(Work instruction): From the records below, transcribe exactly the lines that begin at the line with "impl From<DbError> for" and end at the line with "assert_eq!(err.status(), StatusCode::NOT_FOUND);", both included.

** Opening Records for this exercise block **

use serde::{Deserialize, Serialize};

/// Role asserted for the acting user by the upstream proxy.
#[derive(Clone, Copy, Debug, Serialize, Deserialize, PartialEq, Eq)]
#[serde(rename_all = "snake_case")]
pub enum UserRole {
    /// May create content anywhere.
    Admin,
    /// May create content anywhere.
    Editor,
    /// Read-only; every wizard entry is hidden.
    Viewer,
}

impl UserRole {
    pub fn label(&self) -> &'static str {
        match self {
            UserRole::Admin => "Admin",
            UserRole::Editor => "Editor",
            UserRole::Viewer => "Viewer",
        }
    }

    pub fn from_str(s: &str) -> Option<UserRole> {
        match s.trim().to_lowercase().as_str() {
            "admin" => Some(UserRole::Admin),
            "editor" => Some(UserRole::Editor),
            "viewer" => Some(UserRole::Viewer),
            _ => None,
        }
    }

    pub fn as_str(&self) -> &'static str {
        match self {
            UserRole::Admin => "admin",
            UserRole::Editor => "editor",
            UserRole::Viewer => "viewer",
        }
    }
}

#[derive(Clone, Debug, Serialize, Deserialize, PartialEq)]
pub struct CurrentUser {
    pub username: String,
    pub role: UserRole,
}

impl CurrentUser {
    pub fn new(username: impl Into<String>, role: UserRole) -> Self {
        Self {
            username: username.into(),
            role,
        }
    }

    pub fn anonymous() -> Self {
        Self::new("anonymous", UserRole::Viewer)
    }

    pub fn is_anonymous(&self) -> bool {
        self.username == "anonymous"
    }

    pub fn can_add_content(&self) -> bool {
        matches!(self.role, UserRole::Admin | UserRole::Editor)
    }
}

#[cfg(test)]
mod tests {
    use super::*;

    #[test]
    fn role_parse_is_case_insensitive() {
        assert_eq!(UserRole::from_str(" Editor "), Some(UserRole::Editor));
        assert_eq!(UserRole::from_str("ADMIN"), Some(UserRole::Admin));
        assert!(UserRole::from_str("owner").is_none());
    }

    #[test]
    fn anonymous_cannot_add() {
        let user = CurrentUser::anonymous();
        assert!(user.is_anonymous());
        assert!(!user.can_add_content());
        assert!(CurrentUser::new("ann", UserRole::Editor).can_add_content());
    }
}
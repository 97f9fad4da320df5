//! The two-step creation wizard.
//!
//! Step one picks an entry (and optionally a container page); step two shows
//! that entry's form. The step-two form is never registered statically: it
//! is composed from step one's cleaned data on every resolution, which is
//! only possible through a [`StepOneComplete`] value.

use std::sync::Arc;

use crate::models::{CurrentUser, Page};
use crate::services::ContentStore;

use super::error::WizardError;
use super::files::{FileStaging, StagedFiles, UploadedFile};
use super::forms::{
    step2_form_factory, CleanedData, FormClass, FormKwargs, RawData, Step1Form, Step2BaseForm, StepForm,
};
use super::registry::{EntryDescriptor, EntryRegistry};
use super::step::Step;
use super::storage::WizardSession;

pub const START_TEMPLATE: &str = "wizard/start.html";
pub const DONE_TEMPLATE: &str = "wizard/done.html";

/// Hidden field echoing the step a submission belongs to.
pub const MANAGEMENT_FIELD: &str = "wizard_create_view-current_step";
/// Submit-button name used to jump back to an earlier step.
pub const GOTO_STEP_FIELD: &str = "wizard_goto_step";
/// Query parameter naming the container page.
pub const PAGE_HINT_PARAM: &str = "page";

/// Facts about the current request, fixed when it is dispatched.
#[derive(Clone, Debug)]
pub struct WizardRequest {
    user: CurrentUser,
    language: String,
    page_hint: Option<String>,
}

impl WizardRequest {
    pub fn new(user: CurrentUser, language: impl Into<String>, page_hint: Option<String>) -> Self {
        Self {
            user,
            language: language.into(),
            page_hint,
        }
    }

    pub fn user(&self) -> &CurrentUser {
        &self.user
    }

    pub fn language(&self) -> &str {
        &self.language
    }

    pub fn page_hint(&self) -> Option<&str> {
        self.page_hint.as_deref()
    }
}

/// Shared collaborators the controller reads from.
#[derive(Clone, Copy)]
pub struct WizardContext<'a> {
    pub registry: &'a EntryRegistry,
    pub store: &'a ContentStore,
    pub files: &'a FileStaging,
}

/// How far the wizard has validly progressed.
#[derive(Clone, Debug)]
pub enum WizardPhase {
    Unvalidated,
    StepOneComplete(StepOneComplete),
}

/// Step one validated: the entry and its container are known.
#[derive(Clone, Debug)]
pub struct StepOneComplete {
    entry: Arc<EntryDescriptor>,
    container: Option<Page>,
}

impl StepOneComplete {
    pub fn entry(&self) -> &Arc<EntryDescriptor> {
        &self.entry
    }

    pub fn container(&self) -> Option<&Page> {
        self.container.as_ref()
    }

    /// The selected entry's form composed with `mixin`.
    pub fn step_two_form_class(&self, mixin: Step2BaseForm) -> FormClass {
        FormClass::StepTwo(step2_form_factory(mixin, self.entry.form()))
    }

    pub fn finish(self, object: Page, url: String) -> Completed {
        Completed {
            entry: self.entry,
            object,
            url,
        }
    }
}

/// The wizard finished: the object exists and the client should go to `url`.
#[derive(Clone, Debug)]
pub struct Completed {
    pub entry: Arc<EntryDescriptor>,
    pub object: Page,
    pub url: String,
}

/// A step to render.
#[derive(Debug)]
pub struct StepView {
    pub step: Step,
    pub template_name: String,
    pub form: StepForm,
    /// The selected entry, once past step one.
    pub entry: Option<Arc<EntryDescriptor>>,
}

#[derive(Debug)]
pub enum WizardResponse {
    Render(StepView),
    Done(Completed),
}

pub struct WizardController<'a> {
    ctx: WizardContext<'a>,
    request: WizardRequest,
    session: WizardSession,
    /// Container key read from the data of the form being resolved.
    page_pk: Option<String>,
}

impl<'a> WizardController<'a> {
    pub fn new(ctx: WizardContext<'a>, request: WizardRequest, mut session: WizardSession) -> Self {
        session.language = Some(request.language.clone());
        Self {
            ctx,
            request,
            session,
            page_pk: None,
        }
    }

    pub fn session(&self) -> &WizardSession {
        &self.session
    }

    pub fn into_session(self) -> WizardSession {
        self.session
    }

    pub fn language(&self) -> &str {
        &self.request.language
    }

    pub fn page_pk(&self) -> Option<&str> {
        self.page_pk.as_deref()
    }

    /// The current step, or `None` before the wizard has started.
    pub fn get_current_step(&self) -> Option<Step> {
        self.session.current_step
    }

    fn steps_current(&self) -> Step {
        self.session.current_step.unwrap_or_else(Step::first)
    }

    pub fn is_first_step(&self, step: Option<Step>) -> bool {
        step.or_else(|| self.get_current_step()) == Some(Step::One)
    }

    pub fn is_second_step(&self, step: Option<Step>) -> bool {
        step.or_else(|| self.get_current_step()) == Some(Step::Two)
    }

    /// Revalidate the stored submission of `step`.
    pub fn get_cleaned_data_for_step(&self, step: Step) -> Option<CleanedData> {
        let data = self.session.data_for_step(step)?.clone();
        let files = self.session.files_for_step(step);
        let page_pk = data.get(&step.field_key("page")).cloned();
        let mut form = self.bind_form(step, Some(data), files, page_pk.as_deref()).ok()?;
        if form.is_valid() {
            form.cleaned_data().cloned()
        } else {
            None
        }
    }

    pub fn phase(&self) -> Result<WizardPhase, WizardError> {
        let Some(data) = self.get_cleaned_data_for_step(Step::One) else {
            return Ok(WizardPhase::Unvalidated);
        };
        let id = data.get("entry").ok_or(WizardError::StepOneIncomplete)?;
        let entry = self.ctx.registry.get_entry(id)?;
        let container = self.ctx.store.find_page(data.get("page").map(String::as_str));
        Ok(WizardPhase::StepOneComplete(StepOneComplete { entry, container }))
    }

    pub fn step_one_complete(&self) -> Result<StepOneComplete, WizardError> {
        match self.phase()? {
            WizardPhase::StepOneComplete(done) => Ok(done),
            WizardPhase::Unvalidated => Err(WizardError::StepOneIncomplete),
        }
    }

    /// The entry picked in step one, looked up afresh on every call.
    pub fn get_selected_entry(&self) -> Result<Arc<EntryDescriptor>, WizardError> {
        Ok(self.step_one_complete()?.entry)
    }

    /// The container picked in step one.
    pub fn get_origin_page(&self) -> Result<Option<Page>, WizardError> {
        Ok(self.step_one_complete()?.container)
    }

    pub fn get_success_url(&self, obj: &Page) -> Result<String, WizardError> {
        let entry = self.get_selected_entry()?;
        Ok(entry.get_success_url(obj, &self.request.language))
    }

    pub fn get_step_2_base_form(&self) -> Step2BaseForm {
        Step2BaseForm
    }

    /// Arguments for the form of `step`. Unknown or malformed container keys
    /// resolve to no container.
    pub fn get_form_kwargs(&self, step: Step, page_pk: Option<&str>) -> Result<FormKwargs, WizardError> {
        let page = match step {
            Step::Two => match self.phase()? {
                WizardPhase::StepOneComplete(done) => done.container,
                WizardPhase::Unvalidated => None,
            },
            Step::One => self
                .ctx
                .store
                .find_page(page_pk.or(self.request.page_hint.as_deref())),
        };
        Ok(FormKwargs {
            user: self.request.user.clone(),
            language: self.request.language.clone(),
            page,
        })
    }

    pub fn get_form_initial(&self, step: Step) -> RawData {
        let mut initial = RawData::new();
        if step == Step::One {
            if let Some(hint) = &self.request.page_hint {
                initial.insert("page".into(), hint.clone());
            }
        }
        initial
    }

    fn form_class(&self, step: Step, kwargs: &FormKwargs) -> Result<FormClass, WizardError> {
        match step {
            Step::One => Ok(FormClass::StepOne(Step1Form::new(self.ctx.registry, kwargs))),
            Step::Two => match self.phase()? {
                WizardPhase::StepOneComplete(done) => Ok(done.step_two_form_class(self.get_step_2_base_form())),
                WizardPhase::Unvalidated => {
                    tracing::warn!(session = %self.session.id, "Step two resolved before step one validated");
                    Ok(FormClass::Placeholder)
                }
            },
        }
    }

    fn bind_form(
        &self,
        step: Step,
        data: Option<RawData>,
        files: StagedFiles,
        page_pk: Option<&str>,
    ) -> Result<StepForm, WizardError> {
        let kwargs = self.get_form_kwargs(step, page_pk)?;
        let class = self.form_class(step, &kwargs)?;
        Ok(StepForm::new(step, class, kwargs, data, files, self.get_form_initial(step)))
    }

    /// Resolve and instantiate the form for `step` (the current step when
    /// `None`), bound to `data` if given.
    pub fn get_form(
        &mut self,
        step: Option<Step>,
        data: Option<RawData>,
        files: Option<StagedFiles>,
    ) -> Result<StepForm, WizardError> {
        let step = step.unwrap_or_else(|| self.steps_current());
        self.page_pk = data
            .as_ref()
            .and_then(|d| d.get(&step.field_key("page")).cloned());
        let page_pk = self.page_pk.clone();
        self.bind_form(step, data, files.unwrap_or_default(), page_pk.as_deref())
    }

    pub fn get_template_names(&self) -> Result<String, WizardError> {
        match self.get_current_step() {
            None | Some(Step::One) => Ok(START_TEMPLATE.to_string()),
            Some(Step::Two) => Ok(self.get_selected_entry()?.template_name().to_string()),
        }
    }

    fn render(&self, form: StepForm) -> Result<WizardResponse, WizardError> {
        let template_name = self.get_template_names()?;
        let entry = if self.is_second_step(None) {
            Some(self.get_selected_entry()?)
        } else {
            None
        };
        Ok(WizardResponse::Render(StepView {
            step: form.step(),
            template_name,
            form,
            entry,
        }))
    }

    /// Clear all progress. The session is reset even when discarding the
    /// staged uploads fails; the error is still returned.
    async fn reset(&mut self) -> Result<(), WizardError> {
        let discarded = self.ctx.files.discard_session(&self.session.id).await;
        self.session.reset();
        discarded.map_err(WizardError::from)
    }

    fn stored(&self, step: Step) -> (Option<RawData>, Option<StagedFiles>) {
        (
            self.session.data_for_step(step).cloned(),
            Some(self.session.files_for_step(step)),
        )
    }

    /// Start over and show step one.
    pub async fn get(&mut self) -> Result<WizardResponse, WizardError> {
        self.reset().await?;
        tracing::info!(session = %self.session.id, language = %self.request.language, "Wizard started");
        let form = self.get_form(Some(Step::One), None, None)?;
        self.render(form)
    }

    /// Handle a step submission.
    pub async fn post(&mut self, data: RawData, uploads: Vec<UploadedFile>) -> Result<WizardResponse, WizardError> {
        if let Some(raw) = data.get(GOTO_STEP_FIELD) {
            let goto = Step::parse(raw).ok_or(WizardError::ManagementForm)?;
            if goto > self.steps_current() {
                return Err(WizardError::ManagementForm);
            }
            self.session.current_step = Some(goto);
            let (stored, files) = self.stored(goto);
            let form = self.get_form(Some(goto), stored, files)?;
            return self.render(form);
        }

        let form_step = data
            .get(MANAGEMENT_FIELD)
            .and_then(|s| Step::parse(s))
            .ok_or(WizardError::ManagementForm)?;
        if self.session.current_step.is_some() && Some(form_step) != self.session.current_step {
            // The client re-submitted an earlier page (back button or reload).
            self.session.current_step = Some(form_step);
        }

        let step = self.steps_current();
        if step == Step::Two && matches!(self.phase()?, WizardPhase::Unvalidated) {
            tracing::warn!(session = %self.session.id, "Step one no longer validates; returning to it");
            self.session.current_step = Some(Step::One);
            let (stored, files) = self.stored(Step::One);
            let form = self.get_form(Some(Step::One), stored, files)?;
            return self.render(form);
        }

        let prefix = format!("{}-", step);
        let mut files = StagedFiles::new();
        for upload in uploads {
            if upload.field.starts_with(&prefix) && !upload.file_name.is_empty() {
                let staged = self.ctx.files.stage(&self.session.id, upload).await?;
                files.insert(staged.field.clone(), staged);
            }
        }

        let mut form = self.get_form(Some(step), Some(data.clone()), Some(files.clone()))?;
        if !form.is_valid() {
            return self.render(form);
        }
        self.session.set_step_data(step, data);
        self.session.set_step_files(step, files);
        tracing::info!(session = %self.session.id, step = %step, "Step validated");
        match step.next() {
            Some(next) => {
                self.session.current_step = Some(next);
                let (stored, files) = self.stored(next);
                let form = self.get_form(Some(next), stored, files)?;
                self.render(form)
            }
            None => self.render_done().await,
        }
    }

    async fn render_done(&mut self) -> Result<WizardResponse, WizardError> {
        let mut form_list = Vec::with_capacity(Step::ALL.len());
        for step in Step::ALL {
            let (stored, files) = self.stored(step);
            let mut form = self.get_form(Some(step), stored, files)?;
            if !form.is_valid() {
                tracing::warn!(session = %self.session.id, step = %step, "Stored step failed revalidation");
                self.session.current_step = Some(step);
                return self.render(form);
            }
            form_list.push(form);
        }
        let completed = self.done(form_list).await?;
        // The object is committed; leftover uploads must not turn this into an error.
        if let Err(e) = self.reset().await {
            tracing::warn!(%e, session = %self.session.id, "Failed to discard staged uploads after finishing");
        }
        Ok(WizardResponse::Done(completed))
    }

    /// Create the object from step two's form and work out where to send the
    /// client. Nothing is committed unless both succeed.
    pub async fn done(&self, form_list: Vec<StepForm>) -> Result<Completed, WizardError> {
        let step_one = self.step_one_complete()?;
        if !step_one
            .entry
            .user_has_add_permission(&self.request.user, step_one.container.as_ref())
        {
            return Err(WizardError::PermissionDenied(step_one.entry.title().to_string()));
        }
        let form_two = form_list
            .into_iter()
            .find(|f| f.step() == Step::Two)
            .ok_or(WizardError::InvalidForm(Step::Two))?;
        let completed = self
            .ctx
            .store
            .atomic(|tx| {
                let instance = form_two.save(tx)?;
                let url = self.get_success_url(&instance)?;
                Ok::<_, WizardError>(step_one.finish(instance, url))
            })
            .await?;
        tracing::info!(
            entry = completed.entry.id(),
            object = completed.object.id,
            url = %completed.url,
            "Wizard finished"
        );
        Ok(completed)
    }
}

** Closing Records for this exercise block **
** Opening Records for this exercise block **

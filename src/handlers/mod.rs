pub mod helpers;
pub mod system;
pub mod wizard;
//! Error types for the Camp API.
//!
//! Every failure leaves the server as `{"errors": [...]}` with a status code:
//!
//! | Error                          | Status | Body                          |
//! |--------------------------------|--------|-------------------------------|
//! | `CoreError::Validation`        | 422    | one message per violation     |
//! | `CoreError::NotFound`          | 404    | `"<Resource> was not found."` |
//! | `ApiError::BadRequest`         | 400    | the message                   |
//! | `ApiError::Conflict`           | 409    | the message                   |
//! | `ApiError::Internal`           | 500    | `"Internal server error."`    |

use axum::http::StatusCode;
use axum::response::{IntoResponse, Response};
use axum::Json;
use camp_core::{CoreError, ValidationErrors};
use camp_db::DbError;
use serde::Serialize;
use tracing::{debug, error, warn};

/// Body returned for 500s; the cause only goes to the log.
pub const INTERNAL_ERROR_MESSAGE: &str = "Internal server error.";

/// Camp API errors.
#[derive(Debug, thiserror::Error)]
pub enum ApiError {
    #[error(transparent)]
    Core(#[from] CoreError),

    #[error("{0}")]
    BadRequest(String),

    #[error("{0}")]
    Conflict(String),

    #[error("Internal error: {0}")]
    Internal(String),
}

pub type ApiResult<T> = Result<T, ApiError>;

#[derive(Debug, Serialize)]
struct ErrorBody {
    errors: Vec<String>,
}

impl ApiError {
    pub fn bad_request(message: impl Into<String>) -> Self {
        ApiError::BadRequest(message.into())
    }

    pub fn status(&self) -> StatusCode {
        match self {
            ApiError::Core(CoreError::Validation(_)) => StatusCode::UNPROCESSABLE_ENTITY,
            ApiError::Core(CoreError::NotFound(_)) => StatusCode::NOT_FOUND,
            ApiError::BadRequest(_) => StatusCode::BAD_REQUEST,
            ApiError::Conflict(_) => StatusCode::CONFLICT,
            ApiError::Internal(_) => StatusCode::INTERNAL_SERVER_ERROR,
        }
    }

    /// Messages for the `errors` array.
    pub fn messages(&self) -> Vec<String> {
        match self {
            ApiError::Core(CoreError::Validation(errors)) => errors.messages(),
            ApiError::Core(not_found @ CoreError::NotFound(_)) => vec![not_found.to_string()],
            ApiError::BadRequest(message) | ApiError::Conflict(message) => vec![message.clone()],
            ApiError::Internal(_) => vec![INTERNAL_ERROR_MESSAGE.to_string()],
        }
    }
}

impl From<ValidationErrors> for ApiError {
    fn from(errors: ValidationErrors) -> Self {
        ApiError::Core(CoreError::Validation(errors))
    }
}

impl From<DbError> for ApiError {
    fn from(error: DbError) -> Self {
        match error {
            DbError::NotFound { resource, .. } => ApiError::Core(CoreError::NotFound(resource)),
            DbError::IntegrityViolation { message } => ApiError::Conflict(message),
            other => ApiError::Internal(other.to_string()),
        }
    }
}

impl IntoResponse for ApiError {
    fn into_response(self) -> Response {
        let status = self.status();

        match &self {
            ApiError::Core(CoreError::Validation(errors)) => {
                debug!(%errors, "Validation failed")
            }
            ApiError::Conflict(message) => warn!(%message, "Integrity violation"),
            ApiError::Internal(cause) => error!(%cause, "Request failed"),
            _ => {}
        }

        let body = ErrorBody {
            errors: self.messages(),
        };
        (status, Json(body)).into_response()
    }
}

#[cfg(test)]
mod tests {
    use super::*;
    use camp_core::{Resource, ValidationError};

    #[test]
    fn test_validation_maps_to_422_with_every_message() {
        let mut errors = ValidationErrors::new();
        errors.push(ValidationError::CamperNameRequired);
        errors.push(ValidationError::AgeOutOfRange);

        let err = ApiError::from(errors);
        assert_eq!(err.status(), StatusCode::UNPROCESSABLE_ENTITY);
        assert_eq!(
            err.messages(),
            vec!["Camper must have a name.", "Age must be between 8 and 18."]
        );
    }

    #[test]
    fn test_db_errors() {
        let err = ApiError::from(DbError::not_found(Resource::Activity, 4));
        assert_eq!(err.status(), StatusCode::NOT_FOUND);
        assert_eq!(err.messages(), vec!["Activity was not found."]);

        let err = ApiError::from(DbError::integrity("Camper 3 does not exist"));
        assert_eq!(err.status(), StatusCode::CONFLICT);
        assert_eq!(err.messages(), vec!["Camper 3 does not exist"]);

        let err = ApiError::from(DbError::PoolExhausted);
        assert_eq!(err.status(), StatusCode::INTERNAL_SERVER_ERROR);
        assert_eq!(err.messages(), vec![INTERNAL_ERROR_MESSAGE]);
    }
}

** Closing Records for this exercise block **

(Task solution):
impl From<DbError> for ApiError {
    fn from(error: DbError) -> Self {
        match error {
            DbError::NotFound { resource, .. } => ApiError::Core(CoreError::NotFound(resource)),
            DbError::IntegrityViolation { message } => ApiError::Conflict(message),
            other => ApiError::Internal(other.to_string()),
        }
    }
}

impl IntoResponse for ApiError {
    fn into_response(self) -> Response {
        let status = self.status();

        match &self {
            ApiError::Core(CoreError::Validation(errors)) => {
                debug!(%errors, "Validation failed")
            }
            ApiError::Conflict(message) => warn!(%message, "Integrity violation"),
            ApiError::Internal(cause) => error!(%cause, "Request failed"),
            _ => {}
        }

        let body = ErrorBody {
            errors: self.messages(),
        };
        (status, Json(body)).into_response()
    }
}

#[cfg(test)]
mod tests {
    use super::*;
    use camp_core::{Resource, ValidationError};

    #[test]
    fn test_validation_maps_to_422_with_every_message() {
        let mut errors = ValidationErrors::new();
        errors.push(ValidationError::CamperNameRequired);
        errors.push(ValidationError::AgeOutOfRange);

        let err = ApiError::from(errors);
        assert_eq!(err.status(), StatusCode::UNPROCESSABLE_ENTITY);
        assert_eq!(
            err.messages(),
            vec!["Camper must have a name.", "Age must be between 8 and 18."]
        );
    }

    #[test]
    fn test_db_errors() {
        let err = ApiError::from(DbError::not_found(Resource::Activity, 4));
        assert_eq!(err.status(), StatusCode::NOT_FOUND);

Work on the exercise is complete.